- _Prompt_:
The entries are to be output in full, word for word.
**** Data shown ****
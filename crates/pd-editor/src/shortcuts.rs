//! Keyboard shortcut mapping.
//!
//! Maps key + modifier combos to semantic `ShortcutAction`s so every host
//! (web shell, desktop shell, tests) shares one binding table.

/// Actions that keyboard shortcuts can trigger.
#[derive(Debug, Clone, Copy, PartialEq, Eq)]
pub enum ShortcutAction {
    // ── Edit ──
    Undo,
    Redo,
    Delete,
    SelectAll,
    Duplicate,
    Copy,
    Cut,
    Paste,
    Save,

    // ── Selection ──
    Deselect,
    /// Move the selection to the active component's parent.
    SelectParent,

    // ── View ──
    ZoomIn,
    ZoomOut,
    ZoomReset,

    // ── Z-order ──
    SendToBack,
    BringToFront,
}

impl ShortcutAction {
    /// Stable camelCase name for host bindings.
    pub fn as_str(&self) -> &'static str {
        match self {
            Self::Undo => "undo",
            Self::Redo => "redo",
            Self::Delete => "delete",
            Self::SelectAll => "selectAll",
            Self::Duplicate => "duplicate",
            Self::Copy => "copy",
            Self::Cut => "cut",
            Self::Paste => "paste",
            Self::Save => "save",
            Self::Deselect => "deselect",
            Self::SelectParent => "selectParent",
            Self::ZoomIn => "zoomIn",
            Self::ZoomOut => "zoomOut",
            Self::ZoomReset => "zoomReset",
            Self::SendToBack => "sendToBack",
            Self::BringToFront => "bringToFront",
        }
    }
}

/// Resolves key events into shortcut actions.
///
/// On macOS `meta` is ⌘; elsewhere `ctrl` plays the same role, so either
/// counts as the command modifier.
pub struct ShortcutMap;

impl ShortcutMap {
    /// Resolve a key event to an action.
    ///
    /// `key` is the `KeyboardEvent.key` value (e.g. `"z"`, `"Delete"`).
    /// Returns `None` if the key combo has no binding.
    pub fn resolve(key: &str, ctrl: bool, shift: bool, _alt: bool, meta: bool) -> Option<ShortcutAction> {
        let cmd = ctrl || meta;

        // ── Modifier combos first (most specific) ──
        if cmd && shift {
            return match key {
                "z" | "Z" => Some(ShortcutAction::Redo),
                "[" | "{" => Some(ShortcutAction::SendToBack),
                "]" | "}" => Some(ShortcutAction::BringToFront),
                _ => None,
            };
        }

        if cmd {
            return match key {
                "z" | "Z" => Some(ShortcutAction::Undo),
                "y" | "Y" => Some(ShortcutAction::Redo),
                "a" | "A" => Some(ShortcutAction::SelectAll),
                "d" | "D" => Some(ShortcutAction::Duplicate),
                "c" | "C" => Some(ShortcutAction::Copy),
                "x" | "X" => Some(ShortcutAction::Cut),
                "v" | "V" => Some(ShortcutAction::Paste),
                "s" | "S" => Some(ShortcutAction::Save),
                "=" | "+" => Some(ShortcutAction::ZoomIn),
                "-" => Some(ShortcutAction::ZoomOut),
                "0" => Some(ShortcutAction::ZoomReset),
                _ => None,
            };
        }

        if shift {
            return None;
        }

        // ── Single keys (no modifiers) ──
        match key {
            "Delete" | "Backspace" => Some(ShortcutAction::Delete),
            "Escape" => Some(ShortcutAction::Deselect),
            "Enter" => Some(ShortcutAction::SelectParent),
            _ => None,
        }
    }
}

#[cfg(test)]
mod tests {
    use super::*;

    #[test]
    fn resolve_undo_redo() {
        // Cmd+Z → Undo
        assert_eq!(
            ShortcutMap::resolve("z", false, false, false, true),
            Some(ShortcutAction::Undo)
        );
        // Ctrl+Z → Undo
        assert_eq!(
            ShortcutMap::resolve("z", true, false, false, false),
            Some(ShortcutAction::Undo)
        );
        // Cmd+Shift+Z → Redo
        assert_eq!(
            ShortcutMap::resolve("Z", false, true, false, true),
            Some(ShortcutAction::Redo)
        );
        // Ctrl+Y → Redo
        assert_eq!(
            ShortcutMap::resolve("y", true, false, false, false),
            Some(ShortcutAction::Redo)
        );
    }

    #[test]
    fn resolve_clipboard() {
        assert_eq!(
            ShortcutMap::resolve("c", true, false, false, false),
            Some(ShortcutAction::Copy)
        );
        assert_eq!(
            ShortcutMap::resolve("x", false, false, false, true),
            Some(ShortcutAction::Cut)
        );
        assert_eq!(
            ShortcutMap::resolve("v", true, false, false, false),
            Some(ShortcutAction::Paste)
        );
        assert_eq!(
            ShortcutMap::resolve("d", true, false, false, false),
            Some(ShortcutAction::Duplicate)
        );
    }

    #[test]
    fn resolve_delete_and_escape() {
        assert_eq!(
            ShortcutMap::resolve("Delete", false, false, false, false),
            Some(ShortcutAction::Delete)
        );
        assert_eq!(
            ShortcutMap::resolve("Backspace", false, false, false, false),
            Some(ShortcutAction::Delete)
        );
        assert_eq!(
            ShortcutMap::resolve("Escape", false, false, false, false),
            Some(ShortcutAction::Deselect)
        );
    }

    #[test]
    fn resolve_zoom_and_z_order() {
        assert_eq!(
            ShortcutMap::resolve("=", true, false, false, false),
            Some(ShortcutAction::ZoomIn)
        );
        assert_eq!(
            ShortcutMap::resolve("0", false, false, false, true),
            Some(ShortcutAction::ZoomReset)
        );
        assert_eq!(
            ShortcutMap::resolve("]", true, true, false, false),
            Some(ShortcutAction::BringToFront)
        );
        assert_eq!(
            ShortcutMap::resolve("[", false, true, false, true),
            Some(ShortcutAction::SendToBack)
        );
    }

    #[test]
    fn unbound_keys_resolve_to_none() {
        assert_eq!(ShortcutMap::resolve("q", false, false, false, false), None);
        assert_eq!(ShortcutMap::resolve("q", true, false, false, false), None);
        // Shift alone never triggers an edit.
        assert_eq!(ShortcutMap::resolve("Delete", false, true, false, false), None);
        // Plain letters are reserved for text entry.
        assert_eq!(ShortcutMap::resolve("z", false, false, false, false), None);
    }

    #[test]
    fn names_are_camel_case() {
        assert_eq!(ShortcutAction::SelectAll.as_str(), "selectAll");
        assert_eq!(ShortcutAction::BringToFront.as_str(), "bringToFront");
    }
}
****
- _Answer for the task_:
filename crates/pd-editor/src/shortcuts.rs
//! Keyboard shortcut mapping.
//!
//! Maps key + modifier combos to semantic `ShortcutAction`s so every host
//! (web shell, desktop shell, tests) shares one binding table.

/// Actions that keyboard shortcuts can trigger.
#[derive(Debug, Clone, Copy, PartialEq, Eq)]
pub enum ShortcutAction {
    // ── Edit ──
    Undo,
    Redo,
    Delete,
    SelectAll,
    Duplicate,
    Copy,
    Cut,
    Paste,
    Save,

    // ── Selection ──
    Deselect,
    /// Move the selection to the active component's parent.
    SelectParent,

    // ── View ──
    ZoomIn,
    ZoomOut,
    ZoomReset,

    // ── Z-order ──
    SendToBack,
    BringToFront,
}

impl ShortcutAction {
    /// Stable camelCase name for host bindings.
    pub fn as_str(&self) -> &'static str {
        match self {
            Self::Undo => "undo",
            Self::Redo => "redo",
            Self::Delete => "delete",
            Self::SelectAll => "selectAll",
            Self::Duplicate => "duplicate",
            Self::Copy => "copy",
            Self::Cut => "cut",
            Self::Paste => "paste",
            Self::Save => "save",
            Self::Deselect => "deselect",
            Self::SelectParent => "selectParent",
            Self::ZoomIn => "zoomIn",
            Self::ZoomOut => "zoomOut",
            Self::ZoomReset => "zoomReset",
            Self::SendToBack => "sendToBack",
            Self::BringToFront => "bringToFront",
        }
    }
}

/// Resolves key events into shortcut actions.
///
/// On macOS `meta` is ⌘; elsewhere `ctrl` plays the same role, so either
/// counts as the command modifier.
pub struct ShortcutMap;

impl ShortcutMap {
    /// Resolve a key event to an action.
    ///
    /// `key` is the `KeyboardEvent.key` value (e.g. `"z"`, `"Delete"`).
    /// Returns `None` if the key combo has no binding.
    pub fn resolve(key: &str, ctrl: bool, shift: bool, _alt: bool, meta: bool) -> Option<ShortcutAction> {
        let cmd = ctrl || meta;

        // ── Modifier combos first (most specific) ──
        if cmd && shift {
            return match key {
                "z" | "Z" => Some(ShortcutAction::Redo),
                "[" | "{" => Some(ShortcutAction::SendToBack),
                "]" | "}" => Some(ShortcutAction::BringToFront),
                _ => None,
            };
        }

        if cmd {
            return match key {
                "z" | "Z" => Some(ShortcutAction::Undo),
                "y" | "Y" => Some(ShortcutAction::Redo),
                "a" | "A" => Some(ShortcutAction::SelectAll),
                "d" | "D" => Some(ShortcutAction::Duplicate),
                "c" | "C" => Some(ShortcutAction::Copy),
                "x" | "X" => Some(ShortcutAction::Cut),
                "v" | "V" => Some(ShortcutAction::Paste),
                "s" | "S" => Some(ShortcutAction::Save),
                "=" | "+" => Some(ShortcutAction::ZoomIn),
                "-" => Some(ShortcutAction::ZoomOut),
                "0" => Some(ShortcutAction::ZoomReset),
                _ => None,
            };
        }

        if shift {
            return None;
        }

        // ── Single keys (no modifiers) ──
        match key {
            "Delete" | "Backspace" => Some(ShortcutAction::Delete),
            "Escape" => Some(ShortcutAction::Deselect),
            "Enter" => Some(ShortcutAction::SelectParent),
            _ => None,
        }
    }
}

#[cfg(test)]
mod tests {
    use super::*;

    #[test]
    fn resolve_undo_redo() {
        // Cmd+Z → Undo
        assert_eq!(
            ShortcutMap::resolve("z", false, false, false, true),
            Some(ShortcutAction::Undo)
        );
        // Ctrl+Z → Undo
        assert_eq!(
            ShortcutMap::resolve("z", true, false, false, false),
            Some(ShortcutAction::Undo)
        );
        // Cmd+Shift+Z → Redo
        assert_eq!(
            ShortcutMap::resolve("Z", false, true, false, true),
            Some(ShortcutAction::Redo)
        );
        // Ctrl+Y → Redo
        assert_eq!(
            ShortcutMap::resolve("y", true, false, false, false),
            Some(ShortcutAction::Redo)
        );
    }

    #[test]
    fn resolve_clipboard() {
        assert_eq!(
            ShortcutMap::resolve("c", true, false, false, false),
            Some(ShortcutAction::Copy)
        );
        assert_eq!(
            ShortcutMap::resolve("x", false, false, false, true),
            Some(ShortcutAction::Cut)
        );
        assert_eq!(
            ShortcutMap::resolve("v", true, false, false, false),
            Some(ShortcutAction::Paste)
        );
        assert_eq!(
            ShortcutMap::resolve("d", true, false, false, false),
            Some(ShortcutAction::Duplicate)
        );
    }

    #[test]
    fn resolve_delete_and_escape() {
        assert_eq!(
            ShortcutMap::resolve("Delete", false, false, false, false),
            Some(ShortcutAction::Delete)
        );
        assert_eq!(
            ShortcutMap::resolve("Backspace", false, false, false, false),
            Some(ShortcutAction::Delete)
        );
        assert_eq!(
            ShortcutMap::resolve("Escape", false, false, false, false),
            Some(ShortcutAction::Deselect)
        );
    }

    #[test]
    fn resolve_zoom_and_z_order() {
        assert_eq!(
            ShortcutMap::resolve("=", true, false, false, false),
            Some(ShortcutAction::ZoomIn)
        );
        assert_eq!(
            ShortcutMap::resolve("0", false, false, false, true),
            Some(ShortcutAction::ZoomReset)
        );
        assert_eq!(
            ShortcutMap::resolve("]", true, true, false, false),
            Some(ShortcutAction::BringToFront)
        );
        assert_eq!(
            ShortcutMap::resolve("[", false, true, false, true),
            Some(ShortcutAction::SendToBack)
        );
    }

    #[test]
    fn unbound_keys_resolve_to_none() {
        assert_eq!(ShortcutMap::resolve("q", false, false, false, false), None);
        assert_eq!(ShortcutMap::resolve("q", true, false, false, false), None);
        // Shift alone never triggers an edit.
        assert_eq!(ShortcutMap::resolve("Delete", false, true, false, false), None);
        // Plain letters are reserved for text entry.
        assert_eq!(ShortcutMap::resolve("z", false, false, false, false), None);
    }

    #[test]
    fn names_are_camel_case() {
        assert_eq!(ShortcutAction::SelectAll.as_str(), "selectAll");
        assert_eq!(ShortcutAction::BringToFront.as_str(), "bringToFront");
    }
}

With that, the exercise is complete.